▶ **Requirement**
Reading through the lines below, count those that include the string "Mutex"; the answer is that number and nothing else.

★ ★ ★

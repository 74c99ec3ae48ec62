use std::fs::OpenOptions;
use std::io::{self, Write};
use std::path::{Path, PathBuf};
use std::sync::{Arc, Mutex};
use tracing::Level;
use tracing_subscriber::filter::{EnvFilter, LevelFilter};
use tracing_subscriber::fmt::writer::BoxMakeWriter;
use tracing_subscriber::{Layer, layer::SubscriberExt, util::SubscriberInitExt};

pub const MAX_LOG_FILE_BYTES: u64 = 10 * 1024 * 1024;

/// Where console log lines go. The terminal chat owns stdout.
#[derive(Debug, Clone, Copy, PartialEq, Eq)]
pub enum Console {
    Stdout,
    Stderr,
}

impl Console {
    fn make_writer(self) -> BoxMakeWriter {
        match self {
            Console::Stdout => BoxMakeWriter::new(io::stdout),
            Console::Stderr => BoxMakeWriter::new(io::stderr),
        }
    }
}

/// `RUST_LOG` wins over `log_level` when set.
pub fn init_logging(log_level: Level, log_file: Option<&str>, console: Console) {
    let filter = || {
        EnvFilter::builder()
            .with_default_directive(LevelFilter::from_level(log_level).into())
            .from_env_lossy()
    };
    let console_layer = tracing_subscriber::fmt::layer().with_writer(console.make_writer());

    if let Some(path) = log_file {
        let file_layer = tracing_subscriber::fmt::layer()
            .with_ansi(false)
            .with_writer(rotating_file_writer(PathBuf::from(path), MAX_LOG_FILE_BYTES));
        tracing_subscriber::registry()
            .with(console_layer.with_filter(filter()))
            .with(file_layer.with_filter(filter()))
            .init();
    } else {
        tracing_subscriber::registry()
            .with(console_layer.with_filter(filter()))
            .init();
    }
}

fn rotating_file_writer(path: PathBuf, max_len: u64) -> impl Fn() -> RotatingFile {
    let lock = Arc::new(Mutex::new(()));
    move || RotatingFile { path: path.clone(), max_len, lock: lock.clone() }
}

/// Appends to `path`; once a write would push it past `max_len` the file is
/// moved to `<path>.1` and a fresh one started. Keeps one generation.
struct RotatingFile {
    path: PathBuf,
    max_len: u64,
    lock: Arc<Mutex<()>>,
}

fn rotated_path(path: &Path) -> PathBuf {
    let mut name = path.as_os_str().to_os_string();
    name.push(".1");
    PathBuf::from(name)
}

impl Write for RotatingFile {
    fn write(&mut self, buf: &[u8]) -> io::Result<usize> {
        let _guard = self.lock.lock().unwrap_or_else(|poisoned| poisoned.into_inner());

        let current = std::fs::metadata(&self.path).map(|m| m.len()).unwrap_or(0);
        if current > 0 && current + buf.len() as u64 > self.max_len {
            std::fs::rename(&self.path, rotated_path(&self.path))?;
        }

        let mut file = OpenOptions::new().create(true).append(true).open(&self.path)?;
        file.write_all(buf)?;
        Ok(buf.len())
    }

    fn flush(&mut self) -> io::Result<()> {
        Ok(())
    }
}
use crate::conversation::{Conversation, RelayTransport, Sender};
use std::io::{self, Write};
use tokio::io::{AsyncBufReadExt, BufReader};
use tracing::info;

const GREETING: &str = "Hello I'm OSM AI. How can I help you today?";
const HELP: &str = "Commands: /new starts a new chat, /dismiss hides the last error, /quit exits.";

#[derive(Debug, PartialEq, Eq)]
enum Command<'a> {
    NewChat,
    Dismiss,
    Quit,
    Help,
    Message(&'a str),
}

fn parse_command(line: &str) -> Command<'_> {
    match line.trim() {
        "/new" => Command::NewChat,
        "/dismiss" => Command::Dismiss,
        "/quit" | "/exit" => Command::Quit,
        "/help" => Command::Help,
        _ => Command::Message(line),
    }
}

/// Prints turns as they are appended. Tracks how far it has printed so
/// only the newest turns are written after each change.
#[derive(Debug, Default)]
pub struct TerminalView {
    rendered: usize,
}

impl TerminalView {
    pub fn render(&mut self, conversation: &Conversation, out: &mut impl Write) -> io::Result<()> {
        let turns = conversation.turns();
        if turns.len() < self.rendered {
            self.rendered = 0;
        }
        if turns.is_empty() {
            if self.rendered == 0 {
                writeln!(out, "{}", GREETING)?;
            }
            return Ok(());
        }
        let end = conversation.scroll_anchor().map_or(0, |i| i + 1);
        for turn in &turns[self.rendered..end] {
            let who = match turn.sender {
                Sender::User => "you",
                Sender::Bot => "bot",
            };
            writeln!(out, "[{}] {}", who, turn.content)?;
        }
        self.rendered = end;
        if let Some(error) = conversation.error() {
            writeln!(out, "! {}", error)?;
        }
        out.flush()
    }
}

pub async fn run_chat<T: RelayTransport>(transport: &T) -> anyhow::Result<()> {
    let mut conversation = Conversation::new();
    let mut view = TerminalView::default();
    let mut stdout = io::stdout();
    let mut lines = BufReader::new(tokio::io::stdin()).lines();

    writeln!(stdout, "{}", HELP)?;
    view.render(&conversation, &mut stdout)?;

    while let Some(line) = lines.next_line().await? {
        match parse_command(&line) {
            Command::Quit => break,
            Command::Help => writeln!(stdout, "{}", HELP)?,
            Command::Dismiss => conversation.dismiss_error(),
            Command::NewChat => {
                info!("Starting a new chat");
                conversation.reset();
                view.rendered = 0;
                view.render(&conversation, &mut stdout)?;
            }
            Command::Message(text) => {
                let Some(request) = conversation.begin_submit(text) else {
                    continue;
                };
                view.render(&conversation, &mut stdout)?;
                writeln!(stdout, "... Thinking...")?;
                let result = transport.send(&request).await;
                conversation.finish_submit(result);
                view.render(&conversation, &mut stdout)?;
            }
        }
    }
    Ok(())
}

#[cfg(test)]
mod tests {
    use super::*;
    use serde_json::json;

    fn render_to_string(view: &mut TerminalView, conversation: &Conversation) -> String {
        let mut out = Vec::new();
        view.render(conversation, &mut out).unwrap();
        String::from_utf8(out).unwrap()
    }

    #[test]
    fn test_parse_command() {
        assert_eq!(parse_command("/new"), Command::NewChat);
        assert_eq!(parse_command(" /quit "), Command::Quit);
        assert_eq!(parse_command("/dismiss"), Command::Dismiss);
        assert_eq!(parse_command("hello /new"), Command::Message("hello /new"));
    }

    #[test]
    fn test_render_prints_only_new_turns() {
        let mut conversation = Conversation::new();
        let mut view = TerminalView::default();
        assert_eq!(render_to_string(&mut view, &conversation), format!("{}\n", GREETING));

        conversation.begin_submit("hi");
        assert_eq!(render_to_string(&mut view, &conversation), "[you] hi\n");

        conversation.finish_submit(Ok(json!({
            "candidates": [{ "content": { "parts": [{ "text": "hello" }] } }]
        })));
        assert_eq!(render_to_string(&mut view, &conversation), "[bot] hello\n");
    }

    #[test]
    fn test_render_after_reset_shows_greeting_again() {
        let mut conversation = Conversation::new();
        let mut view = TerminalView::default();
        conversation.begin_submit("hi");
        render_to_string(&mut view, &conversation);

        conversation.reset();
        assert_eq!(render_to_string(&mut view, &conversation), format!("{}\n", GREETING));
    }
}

★ ★ ★

▶ **Completed exercise**
3